╭─ EXERCISE MATERIAL
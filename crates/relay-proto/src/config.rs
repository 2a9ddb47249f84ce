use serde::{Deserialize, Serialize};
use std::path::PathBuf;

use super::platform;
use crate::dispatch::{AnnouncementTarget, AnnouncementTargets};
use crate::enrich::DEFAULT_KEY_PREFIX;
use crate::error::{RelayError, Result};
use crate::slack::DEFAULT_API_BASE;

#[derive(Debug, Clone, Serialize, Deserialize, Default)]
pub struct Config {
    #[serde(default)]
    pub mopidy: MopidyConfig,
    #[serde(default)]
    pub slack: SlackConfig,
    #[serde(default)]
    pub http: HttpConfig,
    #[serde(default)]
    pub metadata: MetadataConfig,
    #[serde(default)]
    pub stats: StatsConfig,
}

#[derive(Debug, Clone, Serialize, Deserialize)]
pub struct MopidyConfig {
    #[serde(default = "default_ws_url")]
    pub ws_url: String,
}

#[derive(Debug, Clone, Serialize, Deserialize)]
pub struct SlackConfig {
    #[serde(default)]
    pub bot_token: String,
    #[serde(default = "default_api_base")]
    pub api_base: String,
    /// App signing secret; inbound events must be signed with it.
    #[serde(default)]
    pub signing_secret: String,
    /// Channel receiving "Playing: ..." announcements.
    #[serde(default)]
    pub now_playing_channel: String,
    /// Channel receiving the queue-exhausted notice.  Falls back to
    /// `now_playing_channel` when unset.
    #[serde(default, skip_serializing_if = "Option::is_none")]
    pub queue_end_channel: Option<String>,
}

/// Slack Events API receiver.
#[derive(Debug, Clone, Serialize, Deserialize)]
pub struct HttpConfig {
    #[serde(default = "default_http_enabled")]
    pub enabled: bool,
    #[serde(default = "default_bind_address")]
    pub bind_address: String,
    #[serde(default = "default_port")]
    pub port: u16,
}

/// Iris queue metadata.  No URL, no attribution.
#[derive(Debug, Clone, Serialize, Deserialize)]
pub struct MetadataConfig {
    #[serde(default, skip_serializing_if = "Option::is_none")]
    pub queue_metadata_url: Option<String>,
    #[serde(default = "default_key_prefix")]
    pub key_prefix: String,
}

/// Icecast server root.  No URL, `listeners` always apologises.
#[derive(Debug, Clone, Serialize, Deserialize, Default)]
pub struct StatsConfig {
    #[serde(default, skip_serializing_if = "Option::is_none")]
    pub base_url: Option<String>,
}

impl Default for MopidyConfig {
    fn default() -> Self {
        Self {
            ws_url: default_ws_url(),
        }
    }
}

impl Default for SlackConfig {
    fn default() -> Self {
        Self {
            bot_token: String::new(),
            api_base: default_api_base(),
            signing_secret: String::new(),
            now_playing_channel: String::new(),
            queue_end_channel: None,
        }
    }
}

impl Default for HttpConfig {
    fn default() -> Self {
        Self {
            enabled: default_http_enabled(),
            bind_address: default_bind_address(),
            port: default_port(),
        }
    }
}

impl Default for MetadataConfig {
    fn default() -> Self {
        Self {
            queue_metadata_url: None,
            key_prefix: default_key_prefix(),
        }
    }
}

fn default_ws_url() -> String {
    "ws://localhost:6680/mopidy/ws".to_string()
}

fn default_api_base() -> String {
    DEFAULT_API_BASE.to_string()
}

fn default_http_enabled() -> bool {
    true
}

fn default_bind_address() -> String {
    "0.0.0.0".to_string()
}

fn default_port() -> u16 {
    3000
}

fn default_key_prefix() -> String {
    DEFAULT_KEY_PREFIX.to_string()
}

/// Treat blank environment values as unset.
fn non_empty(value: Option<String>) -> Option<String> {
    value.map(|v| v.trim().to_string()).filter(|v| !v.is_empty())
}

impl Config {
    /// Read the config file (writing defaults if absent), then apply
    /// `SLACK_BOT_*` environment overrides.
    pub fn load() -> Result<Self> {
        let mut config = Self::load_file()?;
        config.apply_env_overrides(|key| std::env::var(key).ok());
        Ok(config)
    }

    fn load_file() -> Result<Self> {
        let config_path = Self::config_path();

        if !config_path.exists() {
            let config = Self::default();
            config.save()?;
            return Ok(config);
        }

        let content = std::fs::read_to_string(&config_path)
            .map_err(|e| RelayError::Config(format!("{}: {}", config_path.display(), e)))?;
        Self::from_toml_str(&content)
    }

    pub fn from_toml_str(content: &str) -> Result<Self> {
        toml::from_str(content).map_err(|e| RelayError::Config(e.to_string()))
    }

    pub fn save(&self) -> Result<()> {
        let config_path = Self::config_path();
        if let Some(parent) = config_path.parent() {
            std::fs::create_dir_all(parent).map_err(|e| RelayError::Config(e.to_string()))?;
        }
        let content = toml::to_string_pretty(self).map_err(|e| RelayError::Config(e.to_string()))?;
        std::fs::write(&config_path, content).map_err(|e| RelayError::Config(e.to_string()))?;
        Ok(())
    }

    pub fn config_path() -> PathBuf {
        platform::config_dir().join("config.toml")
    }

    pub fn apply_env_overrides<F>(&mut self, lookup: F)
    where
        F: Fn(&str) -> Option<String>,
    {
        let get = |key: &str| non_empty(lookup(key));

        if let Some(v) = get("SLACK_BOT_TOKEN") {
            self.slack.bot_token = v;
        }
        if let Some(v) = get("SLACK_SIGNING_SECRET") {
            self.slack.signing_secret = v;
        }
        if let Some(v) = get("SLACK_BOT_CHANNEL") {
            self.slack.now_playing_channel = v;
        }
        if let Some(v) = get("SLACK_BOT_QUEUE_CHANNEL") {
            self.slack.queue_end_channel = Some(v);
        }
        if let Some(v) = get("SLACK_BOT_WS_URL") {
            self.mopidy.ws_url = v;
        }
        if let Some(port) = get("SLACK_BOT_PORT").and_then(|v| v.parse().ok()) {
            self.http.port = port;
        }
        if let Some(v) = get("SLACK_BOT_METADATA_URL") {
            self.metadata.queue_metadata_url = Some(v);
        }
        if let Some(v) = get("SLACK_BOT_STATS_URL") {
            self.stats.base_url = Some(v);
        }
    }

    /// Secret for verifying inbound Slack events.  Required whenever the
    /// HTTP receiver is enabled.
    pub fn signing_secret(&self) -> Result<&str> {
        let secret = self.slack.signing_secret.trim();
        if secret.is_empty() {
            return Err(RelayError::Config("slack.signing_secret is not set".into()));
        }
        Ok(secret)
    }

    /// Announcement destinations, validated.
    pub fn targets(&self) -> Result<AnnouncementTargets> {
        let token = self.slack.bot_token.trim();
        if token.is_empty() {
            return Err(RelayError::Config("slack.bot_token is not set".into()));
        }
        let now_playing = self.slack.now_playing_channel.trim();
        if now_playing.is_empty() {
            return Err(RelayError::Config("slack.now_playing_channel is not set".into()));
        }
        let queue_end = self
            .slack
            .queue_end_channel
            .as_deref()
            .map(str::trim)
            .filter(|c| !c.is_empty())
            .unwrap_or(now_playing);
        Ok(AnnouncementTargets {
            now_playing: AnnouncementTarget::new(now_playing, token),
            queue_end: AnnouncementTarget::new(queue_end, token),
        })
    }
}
╰─
╭─ EXERCISE MATERIAL
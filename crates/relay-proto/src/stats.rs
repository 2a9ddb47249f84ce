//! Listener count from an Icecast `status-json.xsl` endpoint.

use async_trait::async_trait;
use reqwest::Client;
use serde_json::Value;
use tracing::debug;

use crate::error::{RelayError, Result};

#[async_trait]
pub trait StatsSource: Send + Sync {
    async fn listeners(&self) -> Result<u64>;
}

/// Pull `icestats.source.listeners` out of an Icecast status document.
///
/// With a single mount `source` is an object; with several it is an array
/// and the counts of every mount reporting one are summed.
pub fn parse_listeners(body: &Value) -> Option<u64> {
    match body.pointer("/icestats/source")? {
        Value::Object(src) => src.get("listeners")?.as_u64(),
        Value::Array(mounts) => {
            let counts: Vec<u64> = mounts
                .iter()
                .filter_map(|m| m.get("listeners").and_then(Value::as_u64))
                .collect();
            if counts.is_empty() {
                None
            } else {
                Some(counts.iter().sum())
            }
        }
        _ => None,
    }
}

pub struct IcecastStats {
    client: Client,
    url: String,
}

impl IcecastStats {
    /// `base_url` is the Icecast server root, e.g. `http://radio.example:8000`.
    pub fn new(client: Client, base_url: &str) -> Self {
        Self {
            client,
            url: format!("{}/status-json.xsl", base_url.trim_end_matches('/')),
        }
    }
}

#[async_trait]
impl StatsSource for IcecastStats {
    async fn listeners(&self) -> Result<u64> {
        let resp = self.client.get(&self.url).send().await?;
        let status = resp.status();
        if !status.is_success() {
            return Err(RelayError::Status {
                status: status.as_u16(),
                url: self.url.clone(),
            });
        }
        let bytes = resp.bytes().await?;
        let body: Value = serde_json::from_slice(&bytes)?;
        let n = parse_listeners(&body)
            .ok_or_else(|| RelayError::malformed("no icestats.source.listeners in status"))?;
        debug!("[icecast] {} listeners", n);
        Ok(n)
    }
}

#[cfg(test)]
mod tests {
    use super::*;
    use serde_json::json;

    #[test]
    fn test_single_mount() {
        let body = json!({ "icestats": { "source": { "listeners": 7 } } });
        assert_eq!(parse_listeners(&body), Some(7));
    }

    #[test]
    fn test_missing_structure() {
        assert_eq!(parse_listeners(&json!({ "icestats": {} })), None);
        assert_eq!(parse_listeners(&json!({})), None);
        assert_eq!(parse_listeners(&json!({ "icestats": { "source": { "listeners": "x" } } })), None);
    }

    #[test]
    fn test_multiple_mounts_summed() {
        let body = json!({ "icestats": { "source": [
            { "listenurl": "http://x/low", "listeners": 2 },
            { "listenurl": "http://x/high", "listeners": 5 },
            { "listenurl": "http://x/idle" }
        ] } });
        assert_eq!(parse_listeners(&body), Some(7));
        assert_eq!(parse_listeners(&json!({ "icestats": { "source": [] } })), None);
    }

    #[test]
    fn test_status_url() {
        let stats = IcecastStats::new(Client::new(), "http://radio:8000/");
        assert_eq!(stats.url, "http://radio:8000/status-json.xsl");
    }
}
╰─
╭─ EXERCISE MATERIAL
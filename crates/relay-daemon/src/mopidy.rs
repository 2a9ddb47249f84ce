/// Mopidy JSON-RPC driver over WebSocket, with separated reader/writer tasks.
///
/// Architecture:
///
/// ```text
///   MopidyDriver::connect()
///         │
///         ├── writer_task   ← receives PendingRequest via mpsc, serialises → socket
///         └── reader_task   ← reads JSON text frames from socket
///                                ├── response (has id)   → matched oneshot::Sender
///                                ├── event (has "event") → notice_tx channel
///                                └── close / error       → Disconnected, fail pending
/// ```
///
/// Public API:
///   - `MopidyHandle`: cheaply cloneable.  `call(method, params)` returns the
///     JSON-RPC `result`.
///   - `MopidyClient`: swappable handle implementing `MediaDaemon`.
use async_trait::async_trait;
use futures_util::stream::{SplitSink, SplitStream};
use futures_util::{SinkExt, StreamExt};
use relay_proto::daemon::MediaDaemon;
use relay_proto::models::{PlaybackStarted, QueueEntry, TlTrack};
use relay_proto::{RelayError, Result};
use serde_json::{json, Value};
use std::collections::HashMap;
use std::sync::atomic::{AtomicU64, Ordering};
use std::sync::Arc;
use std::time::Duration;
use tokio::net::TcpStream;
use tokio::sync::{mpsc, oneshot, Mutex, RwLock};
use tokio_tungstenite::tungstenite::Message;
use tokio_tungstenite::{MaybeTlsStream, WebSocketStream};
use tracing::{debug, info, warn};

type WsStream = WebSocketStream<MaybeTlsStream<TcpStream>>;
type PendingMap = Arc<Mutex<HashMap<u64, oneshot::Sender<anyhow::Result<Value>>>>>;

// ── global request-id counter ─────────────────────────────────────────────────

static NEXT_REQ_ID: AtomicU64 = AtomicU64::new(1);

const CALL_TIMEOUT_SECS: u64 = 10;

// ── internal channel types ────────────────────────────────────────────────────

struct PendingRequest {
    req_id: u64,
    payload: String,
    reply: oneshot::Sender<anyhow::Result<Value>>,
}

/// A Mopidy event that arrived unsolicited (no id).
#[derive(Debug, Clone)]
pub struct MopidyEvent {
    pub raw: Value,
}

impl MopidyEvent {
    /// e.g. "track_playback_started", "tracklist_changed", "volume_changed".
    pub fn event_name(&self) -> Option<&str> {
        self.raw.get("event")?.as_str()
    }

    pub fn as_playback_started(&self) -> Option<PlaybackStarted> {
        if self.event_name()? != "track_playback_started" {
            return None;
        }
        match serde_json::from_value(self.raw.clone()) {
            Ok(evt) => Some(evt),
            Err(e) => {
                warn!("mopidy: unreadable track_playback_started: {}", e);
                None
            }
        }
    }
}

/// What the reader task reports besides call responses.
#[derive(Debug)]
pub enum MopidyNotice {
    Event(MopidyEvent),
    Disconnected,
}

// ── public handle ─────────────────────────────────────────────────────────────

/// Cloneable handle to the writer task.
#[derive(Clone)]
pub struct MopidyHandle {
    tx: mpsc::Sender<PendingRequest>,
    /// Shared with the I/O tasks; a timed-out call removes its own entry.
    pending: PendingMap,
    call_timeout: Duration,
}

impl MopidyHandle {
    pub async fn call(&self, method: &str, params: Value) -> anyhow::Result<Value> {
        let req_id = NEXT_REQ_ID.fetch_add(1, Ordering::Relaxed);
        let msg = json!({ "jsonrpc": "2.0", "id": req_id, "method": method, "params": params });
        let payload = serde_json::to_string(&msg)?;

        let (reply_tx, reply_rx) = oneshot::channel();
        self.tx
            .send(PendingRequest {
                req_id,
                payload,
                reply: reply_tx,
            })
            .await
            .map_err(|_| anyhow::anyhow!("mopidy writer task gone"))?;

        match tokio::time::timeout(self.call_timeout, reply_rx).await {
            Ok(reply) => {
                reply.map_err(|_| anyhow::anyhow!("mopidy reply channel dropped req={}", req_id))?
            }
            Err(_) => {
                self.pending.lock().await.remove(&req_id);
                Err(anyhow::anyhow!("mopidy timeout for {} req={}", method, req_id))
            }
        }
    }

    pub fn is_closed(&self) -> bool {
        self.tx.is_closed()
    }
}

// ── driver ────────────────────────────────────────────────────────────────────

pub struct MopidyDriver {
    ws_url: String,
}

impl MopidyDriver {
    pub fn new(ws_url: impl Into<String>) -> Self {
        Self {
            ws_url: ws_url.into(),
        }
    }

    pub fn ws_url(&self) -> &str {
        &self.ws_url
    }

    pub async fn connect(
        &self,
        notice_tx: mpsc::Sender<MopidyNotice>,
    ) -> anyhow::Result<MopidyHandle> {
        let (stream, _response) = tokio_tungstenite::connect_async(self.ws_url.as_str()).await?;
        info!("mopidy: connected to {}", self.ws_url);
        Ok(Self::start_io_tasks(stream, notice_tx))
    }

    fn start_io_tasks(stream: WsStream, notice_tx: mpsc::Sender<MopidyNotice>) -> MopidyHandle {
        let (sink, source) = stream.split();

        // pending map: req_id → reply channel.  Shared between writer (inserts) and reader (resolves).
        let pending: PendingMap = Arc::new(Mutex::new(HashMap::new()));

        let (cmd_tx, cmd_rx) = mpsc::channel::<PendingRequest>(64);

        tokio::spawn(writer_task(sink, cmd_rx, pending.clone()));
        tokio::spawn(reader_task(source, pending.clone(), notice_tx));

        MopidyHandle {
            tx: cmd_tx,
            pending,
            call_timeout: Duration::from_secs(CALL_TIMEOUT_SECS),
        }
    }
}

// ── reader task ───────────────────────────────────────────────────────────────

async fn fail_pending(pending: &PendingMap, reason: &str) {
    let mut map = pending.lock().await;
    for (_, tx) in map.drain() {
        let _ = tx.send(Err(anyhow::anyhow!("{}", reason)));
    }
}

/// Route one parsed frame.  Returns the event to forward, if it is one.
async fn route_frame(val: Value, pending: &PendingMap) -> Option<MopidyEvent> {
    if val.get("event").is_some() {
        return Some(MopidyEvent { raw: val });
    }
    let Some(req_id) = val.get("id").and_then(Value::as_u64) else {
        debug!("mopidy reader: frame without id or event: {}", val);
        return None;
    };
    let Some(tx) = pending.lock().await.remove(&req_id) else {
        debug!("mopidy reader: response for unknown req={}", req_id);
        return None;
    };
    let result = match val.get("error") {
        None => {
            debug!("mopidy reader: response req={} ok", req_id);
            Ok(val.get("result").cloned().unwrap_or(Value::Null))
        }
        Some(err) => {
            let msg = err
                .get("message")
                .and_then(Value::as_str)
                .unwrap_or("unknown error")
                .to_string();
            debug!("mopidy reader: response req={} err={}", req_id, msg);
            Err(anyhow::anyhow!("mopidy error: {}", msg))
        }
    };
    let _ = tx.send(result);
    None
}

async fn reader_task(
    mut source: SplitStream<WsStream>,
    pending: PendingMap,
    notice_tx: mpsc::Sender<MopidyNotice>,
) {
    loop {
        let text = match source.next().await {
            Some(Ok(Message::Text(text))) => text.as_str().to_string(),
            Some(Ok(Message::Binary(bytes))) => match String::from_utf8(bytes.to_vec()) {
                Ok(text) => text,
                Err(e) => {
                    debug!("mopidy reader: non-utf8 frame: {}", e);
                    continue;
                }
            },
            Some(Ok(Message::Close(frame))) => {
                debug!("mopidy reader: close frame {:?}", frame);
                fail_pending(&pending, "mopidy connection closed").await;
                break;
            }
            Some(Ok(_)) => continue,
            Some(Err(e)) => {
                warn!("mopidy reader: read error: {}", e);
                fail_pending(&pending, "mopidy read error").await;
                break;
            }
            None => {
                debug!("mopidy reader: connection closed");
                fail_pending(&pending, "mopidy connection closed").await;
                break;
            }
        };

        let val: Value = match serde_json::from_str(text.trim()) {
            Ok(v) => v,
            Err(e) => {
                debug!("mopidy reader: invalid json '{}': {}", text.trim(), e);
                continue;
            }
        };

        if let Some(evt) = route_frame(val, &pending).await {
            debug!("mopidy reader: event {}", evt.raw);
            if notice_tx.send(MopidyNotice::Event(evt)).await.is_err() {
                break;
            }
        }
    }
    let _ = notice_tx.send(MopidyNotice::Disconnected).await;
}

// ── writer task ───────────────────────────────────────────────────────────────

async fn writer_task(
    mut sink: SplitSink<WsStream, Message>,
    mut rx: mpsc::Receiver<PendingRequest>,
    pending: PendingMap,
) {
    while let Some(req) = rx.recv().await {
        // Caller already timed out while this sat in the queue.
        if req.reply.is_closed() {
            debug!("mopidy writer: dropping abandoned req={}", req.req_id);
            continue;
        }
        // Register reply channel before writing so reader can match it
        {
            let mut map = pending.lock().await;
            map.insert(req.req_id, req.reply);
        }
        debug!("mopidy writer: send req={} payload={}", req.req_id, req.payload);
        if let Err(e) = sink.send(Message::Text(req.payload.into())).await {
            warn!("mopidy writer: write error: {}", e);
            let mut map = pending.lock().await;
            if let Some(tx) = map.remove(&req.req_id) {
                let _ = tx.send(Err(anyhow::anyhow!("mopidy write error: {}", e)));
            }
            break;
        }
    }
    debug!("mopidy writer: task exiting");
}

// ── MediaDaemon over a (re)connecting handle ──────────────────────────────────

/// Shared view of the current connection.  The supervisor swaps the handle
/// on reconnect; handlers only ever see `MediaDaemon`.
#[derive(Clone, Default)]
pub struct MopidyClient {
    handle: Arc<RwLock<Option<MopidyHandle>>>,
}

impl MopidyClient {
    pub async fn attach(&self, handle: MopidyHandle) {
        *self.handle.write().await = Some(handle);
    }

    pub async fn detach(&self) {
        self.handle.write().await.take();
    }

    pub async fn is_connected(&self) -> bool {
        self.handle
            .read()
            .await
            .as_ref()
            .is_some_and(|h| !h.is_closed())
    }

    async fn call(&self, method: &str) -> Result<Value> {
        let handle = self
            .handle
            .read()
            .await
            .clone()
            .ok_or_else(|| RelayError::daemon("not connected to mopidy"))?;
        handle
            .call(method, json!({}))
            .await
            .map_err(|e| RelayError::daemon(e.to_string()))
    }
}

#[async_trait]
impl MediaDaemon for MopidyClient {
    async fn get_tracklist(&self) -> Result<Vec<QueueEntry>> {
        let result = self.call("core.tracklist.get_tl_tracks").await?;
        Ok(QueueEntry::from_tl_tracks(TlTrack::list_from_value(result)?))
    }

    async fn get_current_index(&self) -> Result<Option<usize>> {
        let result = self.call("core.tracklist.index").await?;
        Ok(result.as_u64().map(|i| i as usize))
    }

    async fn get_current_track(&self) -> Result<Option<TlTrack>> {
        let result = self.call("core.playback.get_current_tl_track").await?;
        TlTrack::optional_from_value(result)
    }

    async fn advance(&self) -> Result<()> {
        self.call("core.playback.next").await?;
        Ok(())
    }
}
╰─
## WHAT THE TASK ASKS
All lines that contain the word "lookup" must be copied from the records above.

## EXPECTED OUTPUT
    pub fn apply_env_overrides<F>(&mut self, lookup: F)
        let get = |key: &str| non_empty(lookup(key));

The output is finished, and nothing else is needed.